Task brief
While reading the listing below, count how many lines hold the word "dotfiles", and answer with the number only.

Material for the task
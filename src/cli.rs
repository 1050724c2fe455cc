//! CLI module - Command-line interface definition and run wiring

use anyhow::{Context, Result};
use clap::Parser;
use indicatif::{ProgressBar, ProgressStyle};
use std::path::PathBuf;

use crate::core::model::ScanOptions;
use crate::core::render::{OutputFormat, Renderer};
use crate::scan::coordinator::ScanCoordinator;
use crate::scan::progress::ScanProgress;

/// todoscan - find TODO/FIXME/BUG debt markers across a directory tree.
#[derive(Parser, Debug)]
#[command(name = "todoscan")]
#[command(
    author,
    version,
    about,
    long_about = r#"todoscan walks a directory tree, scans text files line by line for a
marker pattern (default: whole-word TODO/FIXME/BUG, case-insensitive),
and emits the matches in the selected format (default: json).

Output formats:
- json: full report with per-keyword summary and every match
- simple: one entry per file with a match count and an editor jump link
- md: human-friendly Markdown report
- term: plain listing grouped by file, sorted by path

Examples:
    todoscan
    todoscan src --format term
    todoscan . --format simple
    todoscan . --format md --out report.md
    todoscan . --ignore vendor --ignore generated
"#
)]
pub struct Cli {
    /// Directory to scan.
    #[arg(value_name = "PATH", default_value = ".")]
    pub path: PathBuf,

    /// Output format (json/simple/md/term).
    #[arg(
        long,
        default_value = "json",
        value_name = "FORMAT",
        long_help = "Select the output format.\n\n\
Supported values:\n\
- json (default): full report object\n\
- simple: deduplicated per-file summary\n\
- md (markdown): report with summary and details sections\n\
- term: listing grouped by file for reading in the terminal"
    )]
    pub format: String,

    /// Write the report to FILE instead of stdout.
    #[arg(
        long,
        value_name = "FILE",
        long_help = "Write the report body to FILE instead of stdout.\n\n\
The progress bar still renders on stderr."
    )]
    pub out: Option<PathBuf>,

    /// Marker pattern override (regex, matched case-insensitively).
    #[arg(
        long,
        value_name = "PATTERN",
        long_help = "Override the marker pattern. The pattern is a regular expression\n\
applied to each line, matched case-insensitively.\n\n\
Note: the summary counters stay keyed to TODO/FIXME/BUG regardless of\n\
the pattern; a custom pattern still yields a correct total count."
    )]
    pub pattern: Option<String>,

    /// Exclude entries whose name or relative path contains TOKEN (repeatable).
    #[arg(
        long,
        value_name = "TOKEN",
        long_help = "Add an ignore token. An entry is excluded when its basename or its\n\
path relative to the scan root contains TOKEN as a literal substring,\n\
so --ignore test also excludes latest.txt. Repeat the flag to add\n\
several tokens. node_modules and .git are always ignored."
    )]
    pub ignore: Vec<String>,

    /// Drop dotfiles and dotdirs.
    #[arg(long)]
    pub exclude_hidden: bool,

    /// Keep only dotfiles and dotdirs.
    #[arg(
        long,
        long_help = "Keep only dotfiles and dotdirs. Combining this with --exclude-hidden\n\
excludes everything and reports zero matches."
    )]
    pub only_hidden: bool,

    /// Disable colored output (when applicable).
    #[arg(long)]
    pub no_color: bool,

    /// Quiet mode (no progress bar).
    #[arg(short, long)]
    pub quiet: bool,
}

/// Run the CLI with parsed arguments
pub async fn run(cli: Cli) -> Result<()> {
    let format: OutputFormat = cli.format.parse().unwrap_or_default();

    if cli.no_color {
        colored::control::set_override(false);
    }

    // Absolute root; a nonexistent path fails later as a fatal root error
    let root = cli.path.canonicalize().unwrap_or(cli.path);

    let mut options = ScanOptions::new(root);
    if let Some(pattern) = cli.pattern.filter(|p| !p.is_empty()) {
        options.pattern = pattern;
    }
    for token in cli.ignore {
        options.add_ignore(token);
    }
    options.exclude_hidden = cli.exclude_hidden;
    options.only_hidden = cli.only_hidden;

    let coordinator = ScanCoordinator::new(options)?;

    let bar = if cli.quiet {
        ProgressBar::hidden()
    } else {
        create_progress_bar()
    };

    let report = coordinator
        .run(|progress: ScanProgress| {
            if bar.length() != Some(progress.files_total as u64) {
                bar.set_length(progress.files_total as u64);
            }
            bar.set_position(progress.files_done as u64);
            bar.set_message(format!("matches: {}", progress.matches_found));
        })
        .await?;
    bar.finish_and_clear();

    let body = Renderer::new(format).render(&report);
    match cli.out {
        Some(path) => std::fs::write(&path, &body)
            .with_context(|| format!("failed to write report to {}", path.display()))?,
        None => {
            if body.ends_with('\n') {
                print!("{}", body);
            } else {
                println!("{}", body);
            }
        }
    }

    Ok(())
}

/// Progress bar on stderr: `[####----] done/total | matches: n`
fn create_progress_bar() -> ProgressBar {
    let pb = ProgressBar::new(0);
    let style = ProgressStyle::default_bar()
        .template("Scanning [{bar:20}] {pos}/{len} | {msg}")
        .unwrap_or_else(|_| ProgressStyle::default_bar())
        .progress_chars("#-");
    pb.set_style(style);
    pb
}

Written reply
3